EXERCISE DETAILS ▸ Which of the lines in the listing that follows hold "seen"? Pull each one out.

***** DATA TO EXAMINE

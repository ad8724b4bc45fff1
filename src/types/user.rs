use std::collections::HashSet;

use chrono::{DateTime, Utc};
use serde::{Deserialize, Serialize};
use uuid::Uuid;

use crate::auth::password;
use crate::auth::token::TokenSigner;
use crate::types::error::AppError;

/// A fully loaded user record: profile, secret material, and both
/// relation sets. Plain value, no live ORM document behind it.
#[derive(Debug, Clone, PartialEq)]
pub struct User {
    pub id: Uuid,
    pub username: String,
    pub email: String,
    pub bio: Option<String>,
    pub image: Option<String>,
    pub salt: String,
    pub hash: String,
    pub following: HashSet<Uuid>,
    pub favorites: HashSet<Uuid>,
    pub created_at: DateTime<Utc>,
    pub updated_at: DateTime<Utc>,
}

/// Registration payload. `validated()` must run before the password is
/// hashed or anything touches the store.
#[derive(Debug, Clone, Deserialize)]
pub struct NewUser {
    pub username: String,
    pub email: String,
    pub password: String,
}

/// What a client gets back right after login or registration. `image`
/// serializes as `null` when unset rather than being omitted; secret
/// material never appears here.
#[derive(Debug, Clone, Serialize)]
pub struct AuthView {
    pub username: String,
    pub email: String,
    pub bio: Option<String>,
    pub token: String,
    pub image: Option<String>,
}

/// Public profile as seen by an (optional) viewer. `image` is always
/// present; leaving it out breaks every client that renders avatars.
#[derive(Debug, Clone, Serialize)]
pub struct ProfileView {
    pub username: String,
    pub bio: Option<String>,
    pub image: Option<String>,
    pub following: bool,
}

impl NewUser {
    /// Lowercases username and email and checks field shape. Uniqueness
    /// is the store's problem; only local validity is decided here.
    pub fn validated(mut self) -> Result<Self, AppError> {
        self.username = self.username.to_lowercase();
        self.email = self.email.to_lowercase();

        if self.username.is_empty() {
            return Err(AppError::blank("username"));
        }
        if !self.username.chars().all(|c| c.is_ascii_alphanumeric()) {
            return Err(AppError::invalid("username"));
        }
        if self.email.is_empty() {
            return Err(AppError::blank("email"));
        }
        if !email_shape_ok(&self.email) {
            return Err(AppError::invalid("email"));
        }
        if self.password.is_empty() {
            return Err(AppError::blank("password"));
        }
        Ok(self)
    }
}

// mirrors the classic \S+@\S+\.\S+ check: something either side of the
// `@`, a dot somewhere in the domain, no whitespace anywhere
fn email_shape_ok(email: &str) -> bool {
    if email.chars().any(char::is_whitespace) {
        return false;
    }
    let Some((local, domain)) = email.split_once('@') else {
        return false;
    };
    if local.is_empty() {
        return false;
    }
    match domain.rsplit_once('.') {
        Some((host, tld)) => !host.is_empty() && !tld.is_empty(),
        None => false,
    }
}

impl User {
    /// Bare record with empty secret material and empty relations.
    /// Callers set a password before first persistence.
    pub fn new(id: Uuid, username: String, email: String, now: DateTime<Utc>) -> Self {
        User {
            id,
            username,
            email,
            bio: None,
            image: None,
            salt: String::new(),
            hash: String::new(),
            following: HashSet::new(),
            favorites: HashSet::new(),
            created_at: now,
            updated_at: now,
        }
    }

    /// Overwrites salt and hash from a fresh random salt.
    pub fn set_password(&mut self, password: &str) {
        let derived = password::derive(password);
        self.salt = derived.salt;
        self.hash = derived.hash;
    }

    /// True iff `password` rederives the stored hash under the stored salt.
    pub fn valid_password(&self, password: &str) -> bool {
        password::verify(password, &self.salt, &self.hash)
    }

    /// Adds to `following`; returns whether the set changed.
    pub fn follow(&mut self, target: Uuid) -> bool {
        self.following.insert(target)
    }

    pub fn unfollow(&mut self, target: Uuid) -> bool {
        self.following.remove(&target)
    }

    pub fn is_following(&self, target: Uuid) -> bool {
        self.following.contains(&target)
    }

    /// Adds to `favorites`; returns whether the set changed.
    pub fn favorite(&mut self, item: Uuid) -> bool {
        self.favorites.insert(item)
    }

    pub fn unfavorite(&mut self, item: Uuid) -> bool {
        self.favorites.remove(&item)
    }

    pub fn is_favorite(&self, item: Uuid) -> bool {
        self.favorites.contains(&item)
    }

    /// The post-login/registration representation, token included.
    pub fn auth_view(&self, signer: &TokenSigner) -> Result<AuthView, AppError> {
        Ok(AuthView {
            username: self.username.clone(),
            email: self.email.clone(),
            bio: self.bio.clone(),
            token: signer.sign(self)?,
            image: self.image.clone(),
        })
    }

    /// Profile as seen by `viewer`; `following` is false for anonymous
    /// viewers.
    pub fn profile_view(&self, viewer: Option<&User>) -> ProfileView {
        ProfileView {
            username: self.username.clone(),
            bio: self.bio.clone(),
            image: self.image.clone(),
            following: viewer.map_or(false, |v| v.is_following(self.id)),
        }
    }
}

#[cfg(test)]
mod tests {
    use super::*;
    use crate::types::error::{BLANK, INVALID};

    fn payload(username: &str, email: &str, password: &str) -> NewUser {
        NewUser {
            username: username.into(),
            email: email.into(),
            password: password.into(),
        }
    }

    #[test]
    fn validated_lowercases_identity_fields() {
        let new = payload("ChuckNorris", "CN@x.com", "p").validated().unwrap();
        assert_eq!(new.username, "chucknorris");
        assert_eq!(new.email, "cn@x.com");
    }

    #[test]
    fn validated_rejects_blank_fields() {
        for (p, field) in [
            (payload("", "a@b.com", "p"), "username"),
            (payload("a", "", "p"), "email"),
            (payload("a", "a@b.com", ""), "password"),
        ] {
            match p.validated() {
                Err(AppError::Validation { field: f, message }) => {
                    assert_eq!(f, field);
                    assert_eq!(message, BLANK);
                }
                other => panic!("expected blank {field}, got {other:?}"),
            }
        }
    }

    #[test]
    fn validated_rejects_bad_shapes() {
        for (p, field) in [
            (payload("has space", "a@b.com", "p"), "username"),
            (payload("dash-ed", "a@b.com", "p"), "username"),
            (payload("a", "not-an-email", "p"), "email"),
            (payload("a", "a@b", "p"), "email"),
            (payload("a", "a @b.com", "p"), "email"),
        ] {
            match p.validated() {
                Err(AppError::Validation { field: f, message }) => {
                    assert_eq!(f, field);
                    assert_eq!(message, INVALID);
                }
                other => panic!("expected invalid {field}, got {other:?}"),
            }
        }
    }

    #[test]
    fn relation_sets_deduplicate() {
        let mut user = User::new(Uuid::new_v4(), "a".into(), "a@b.com".into(), Utc::now());
        let item = Uuid::new_v4();

        assert!(user.favorite(item));
        assert!(!user.favorite(item));
        assert_eq!(user.favorites.len(), 1);
        assert!(user.is_favorite(item));
        assert!(user.unfavorite(item));
        assert!(!user.is_favorite(item));
    }

    #[test]
    fn profile_view_reports_viewer_following() {
        let target = User::new(Uuid::new_v4(), "t".into(), "t@x.com".into(), Utc::now());
        let mut viewer = User::new(Uuid::new_v4(), "v".into(), "v@x.com".into(), Utc::now());

        assert!(!target.profile_view(Some(&viewer)).following);
        assert!(!target.profile_view(None).following);

        viewer.follow(target.id);
        assert!(target.profile_view(Some(&viewer)).following);
    }

    #[test]
    fn profile_view_always_serializes_image() {
        // regression: an image-less profile must still carry the key
        let user = User::new(Uuid::new_v4(), "a".into(), "a@b.com".into(), Utc::now());
        let json = serde_json::to_value(user.profile_view(None)).unwrap();

        let obj = json.as_object().unwrap();
        assert!(obj.contains_key("image"));
        assert!(obj["image"].is_null());
    }
}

**********

ANSWER SECTION ▸
/// Public profile as seen by an (optional) viewer. `image` is always
    /// Profile as seen by `viewer`; `following` is false for anonymous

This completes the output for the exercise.